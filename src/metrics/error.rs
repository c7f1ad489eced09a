//! Metric Recording Errors
//!
//! Every failure is surfaced to the caller of the recording or flush
//! operation. Nothing here is retried internally.

use rust_decimal::Decimal;

/// Tag collection contained the same tag more than once.
///
/// Raised before any aggregation state is touched.
#[derive(Debug, Clone, PartialEq, Eq)]
pub struct InvalidTagsError {
    /// Tags exactly as supplied, with default tags appended
    pub tags: Vec<String>,
    /// Each tag that appeared more than once, in first-seen order
    pub duplicates: Vec<String>,
}

impl std::fmt::Display for InvalidTagsError {
    fn fmt(&self, f: &mut std::fmt::Formatter<'_>) -> std::fmt::Result {
        write!(
            f,
            "Invalid tags {:?}: duplicate entries {:?}",
            self.tags, self.duplicates
        )
    }
}

impl std::error::Error for InvalidTagsError {}

/// Counter merge that overflowed even after coercing to decimal.
#[derive(Debug, Clone, PartialEq, Eq)]
pub struct ArithmeticError {
    pub current: String,
    pub increment: String,
}

impl ArithmeticError {
    pub(crate) fn overflow(current: impl ToString, increment: impl ToString) -> Self {
        ArithmeticError {
            current: current.to_string(),
            increment: increment.to_string(),
        }
    }

    pub(crate) fn out_of_range(value: impl ToString) -> Self {
        ArithmeticError {
            current: Decimal::ZERO.to_string(),
            increment: value.to_string(),
        }
    }
}

impl std::fmt::Display for ArithmeticError {
    fn fmt(&self, f: &mut std::fmt::Formatter<'_>) -> std::fmt::Result {
        write!(
            f,
            "Arithmetic overflow: cannot add {} to {}",
            self.increment, self.current
        )
    }
}

impl std::error::Error for ArithmeticError {}

/// Error type for all metric operations
#[derive(Debug)]
pub enum MetricsError {
    /// Duplicate tags supplied by the caller
    InvalidTags(InvalidTagsError),
    /// Counter accumulation overflowed
    Arithmetic(ArithmeticError),
    /// NaN or infinite float offered as a metric value
    NonFinite(f64),
    /// Writing an emitted line failed
    Io(std::io::Error),
}

impl std::fmt::Display for MetricsError {
    fn fmt(&self, f: &mut std::fmt::Formatter<'_>) -> std::fmt::Result {
        match self {
            MetricsError::InvalidTags(e) => write!(f, "{}", e),
            MetricsError::Arithmetic(e) => write!(f, "{}", e),
            MetricsError::NonFinite(v) => write!(f, "Metric value is not finite: {}", v),
            MetricsError::Io(e) => write!(f, "I/O error: {}", e),
        }
    }
}

impl std::error::Error for MetricsError {
    fn source(&self) -> Option<&(dyn std::error::Error + 'static)> {
        match self {
            MetricsError::InvalidTags(e) => Some(e),
            MetricsError::Arithmetic(e) => Some(e),
            MetricsError::NonFinite(_) => None,
            MetricsError::Io(e) => Some(e),
        }
    }
}

impl From<InvalidTagsError> for MetricsError {
    fn from(e: InvalidTagsError) -> Self {
        MetricsError::InvalidTags(e)
    }
}

impl From<ArithmeticError> for MetricsError {
    fn from(e: ArithmeticError) -> Self {
        MetricsError::Arithmetic(e)
    }
}

impl From<std::io::Error> for MetricsError {
    fn from(e: std::io::Error) -> Self {
        MetricsError::Io(e)
    }
}
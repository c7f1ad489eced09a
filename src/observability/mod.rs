//! Configuration and operational logging

mod config;
mod logging;

pub use config::{ConfigError, LogFormat, MetricsConfig};
pub use logging::{init_from_config, init_logging};
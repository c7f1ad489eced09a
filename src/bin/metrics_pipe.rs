//! Metrics Pipe
//!
//! Reads metric commands from stdin, aggregates them, and writes
//! `MONITORING|...` lines to stdout every flush interval. Whatever is still
//! buffered when stdin closes is flushed on exit.
//!
//! Usage:
//!   some-producer | metrics-pipe [config.toml]
//!
//! Commands (one per line):
//!   count <name> [<value> [<tags>]]
//!   gauge <name> <value> [<tags>]
//!   histogram <name> <value> [<tags>]
//!   set <name> <member> [<tags>]
//!   flush
//!
//! Example:
//!   count http.requests 1 env:prod,host:web01
//!   gauge system.cpu 75.5 host:web01

use std::sync::Arc;
use std::time::Duration;

use tokio::io::{AsyncBufReadExt, BufReader};
use tokio::time::{interval, MissedTickBehavior};
use tracing::{debug, error, info, warn};

use lambda_dd_metrics::metrics::{Aggregator, CommandOutcome, Emitter, MetricsCommand};
use lambda_dd_metrics::observability::{self, MetricsConfig};

const MIN_FLUSH_INTERVAL: Duration = Duration::from_millis(100);

#[tokio::main]
async fn main() -> Result<(), Box<dyn std::error::Error>> {
    let config = match std::env::args().nth(1) {
        Some(path) => MetricsConfig::load(path)?,
        None => MetricsConfig::from_env()?,
    };
    observability::init_from_config(&config);

    info!(
        prefix = %config.service_prefix,
        group = ?config.stats_group,
        interval = ?config.flush_interval,
        "metrics-pipe started"
    );

    let aggregator = Arc::new(Aggregator::from_config(&config));
    let result = run(Arc::clone(&aggregator), &config).await;

    // Last handle: dropping it drains anything still buffered
    drop(aggregator);
    result?;
    Ok(())
}

async fn run(aggregator: Arc<Aggregator>, config: &MetricsConfig) -> std::io::Result<()> {
    let mut lines = BufReader::new(tokio::io::stdin()).lines();

    let mut ticker = interval(config.flush_interval.max(MIN_FLUSH_INTERVAL));
    ticker.set_missed_tick_behavior(MissedTickBehavior::Delay);
    // First tick completes immediately
    ticker.tick().await;

    loop {
        tokio::select! {
            line = lines.next_line() => {
                match line? {
                    Some(line) => {
                        if handle_line(aggregator.as_ref(), &line) {
                            flush(&aggregator, "requested").await;
                        }
                    }
                    None => {
                        debug!("stdin closed");
                        break;
                    }
                }
            }
            _ = ticker.tick() => flush(&aggregator, "periodic").await,
        }
    }

    Ok(())
}

/// Parse and record one input line; bad lines are logged and skipped.
///
/// Returns `true` for a `flush` command, which the caller runs on the
/// blocking pool instead of executing it here.
fn handle_line<E: Emitter>(aggregator: &Aggregator<E>, line: &str) -> bool {
    let line = line.trim();
    if line.is_empty() || line.starts_with('#') {
        return false;
    }

    let cmd = match MetricsCommand::parse(line) {
        Ok(MetricsCommand::Flush) => return true,
        Ok(cmd) => cmd,
        Err(e) => {
            warn!(error = %e, line, "Skipping malformed command");
            return false;
        }
    };

    match cmd.execute(aggregator) {
        Ok(CommandOutcome::Recorded) => {}
        Ok(CommandOutcome::Flushed(n)) => debug!(lines = n, "Flushed on request"),
        Err(e) => warn!(error = %e, line, "Command failed"),
    }
    false
}

/// Flush on the blocking pool; stdout writes are synchronous
async fn flush(aggregator: &Arc<Aggregator>, reason: &'static str) {
    let aggregator = Arc::clone(aggregator);
    match tokio::task::spawn_blocking(move || aggregator.flush_all()).await {
        Ok(Ok(n)) => debug!(lines = n, reason, "Flush complete"),
        Ok(Err(e)) => error!(error = %e, reason, "Flush failed"),
        Err(e) => error!(error = %e, "Flush task panicked"),
    }
}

What to work on:
Take each line above that contains "None" and copy it out.

Solution:
            MetricsError::NonFinite(_) => None,
        None => MetricsConfig::from_env()?,
                    None => {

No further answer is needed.